Results published in JAMA Network Open showed older adults with a fall-related hip fracture spent fewer days at home 12 months after the fracture if they lived in an economically deprived area.
“The overall take home message of the study is that your ZIP code might matter just as much as your genetic code for outcomes after hip fracture,” Jason R. Falvey, PT, DPT, PhD, associate professor in the department of physical therapy and rehabilitation science and the department of epidemiology and public health, as well as director of University of Maryland School of Medicine’s Center for Disability Justice, told Healio. “That might be an overstatement, but I do want to emphasize that neighborhood context plays a major role in how people recover.”
Falvey, along with Alyssa M. Baginski, BS, and colleagues, collected data from a random sample of Medicare patients (n = 52,012) who had a fall-related hip fracture between July 1, 2010, and Dec. 31, 2019; underwent arthroplasty or internal fixation; and were discharged to a nonhospice home or postacute care setting. Researchers used the Area Deprivation Index to assess neighborhood deprivation, where patients in the 10th percentile or lower were considered the least deprived, patients in the 11th to 89th percentile were considered moderately deprived and patients in the 90th to 100th percentile were considered the most deprived. Researchers considered days at home in the 12 months after hip fracture as the main outcome measure.
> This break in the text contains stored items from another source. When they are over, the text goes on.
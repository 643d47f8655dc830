use crate::{
    error::{CoreError, Result},
    model::{Filesystem, FilesystemEntry},
};
use tracing::debug;

impl TryFrom<FilesystemEntry> for Filesystem {
    type Error = CoreError;

    fn try_from(entry: FilesystemEntry) -> Result<Self> {
        if !entry.device_name.starts_with("/dev/") {
            return Err(CoreError::malformed(entry.device_name));
        }
        if !entry.mount_point.starts_with('/') {
            return Err(CoreError::malformed(entry.mount_point));
        }
        if entry.size_in_bytes == 0 {
            return Err(CoreError::malformed(format!("{}: zero size", entry.mount_point)));
        }

        Ok(Self {
            device_name: entry.device_name,
            mount_point: entry.mount_point,
            size_in_bytes: entry.size_in_bytes,
            free_space_in_bytes: entry.free_space_in_bytes,
        })
    }
}

/// Keep the well-formed rows, sorted; malformed rows are skipped
pub fn validate(entries: Vec<FilesystemEntry>) -> Vec<Filesystem> {
    let mut filesystems: Vec<Filesystem> = entries
        .into_iter()
        .filter_map(|entry| match Filesystem::try_from(entry) {
            Ok(fs) => Some(fs),
            Err(e) => {
                debug!(error = %e, "skipping filesystem row");
                None
            }
        })
        .collect();
    filesystems.sort();
    filesystems
}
According to Falvey, patients in 10% of neighborhoods with the highest needs spent 23 fewer days at home compared with “similar patients with similar complexities and similar age. Those patients who lived in the wealthier neighborhoods were able to spend a lot more time at home.”
On average, results showed 54.6% and 3.4% of nonhome days for patients in least deprived neighborhoods were spent in skilled nursing facilities and in long-term care, respectively. For patients in the most deprived neighborhoods, 49.2% of nonhome days were spent in skilled nursing facilities and 6.8% of nonhome days were spent in long-term care, according to results.
Researchers also found a modest increase in mortality with increasing deprivation level, with 13.5%, 15.4% and 16.2% of deaths occurring among the lowest, middle and highest deprivation groups, respectively.
According to Falvey, although the direction of the findings was not surprising, they found the magnitude of the findings was.
“We expect small differences across neighborhoods, knowing that access to medical care, social resources and transportation differs a lot in higher wealth vs. lower wealth areas, but we did not know if that was going to translate into people having to spend more days in hospitals or more days in rehabilitation facilities,” Falvey said.
But he said, “it is not something we are powerless to address.” According to Falvey, there are existing Medicare policies that incentivize home health care agencies to provide care to patients in rural areas.
“There are opportunities to microtarget at the policy level how to incentivize clinicians to take care of or provide extra services to patients in the lowest income areas and allow them to optimally recover,” Falvey said. “It also opens up opportunities to target these areas with other social resources that we know are effective, like community health workers or care coordinators who the hospital could deploy in some of these high risk areas to help connect people with other social resources or help bridge the gaps that are common for somebody with a brand new mobility limitation after hip fracture.”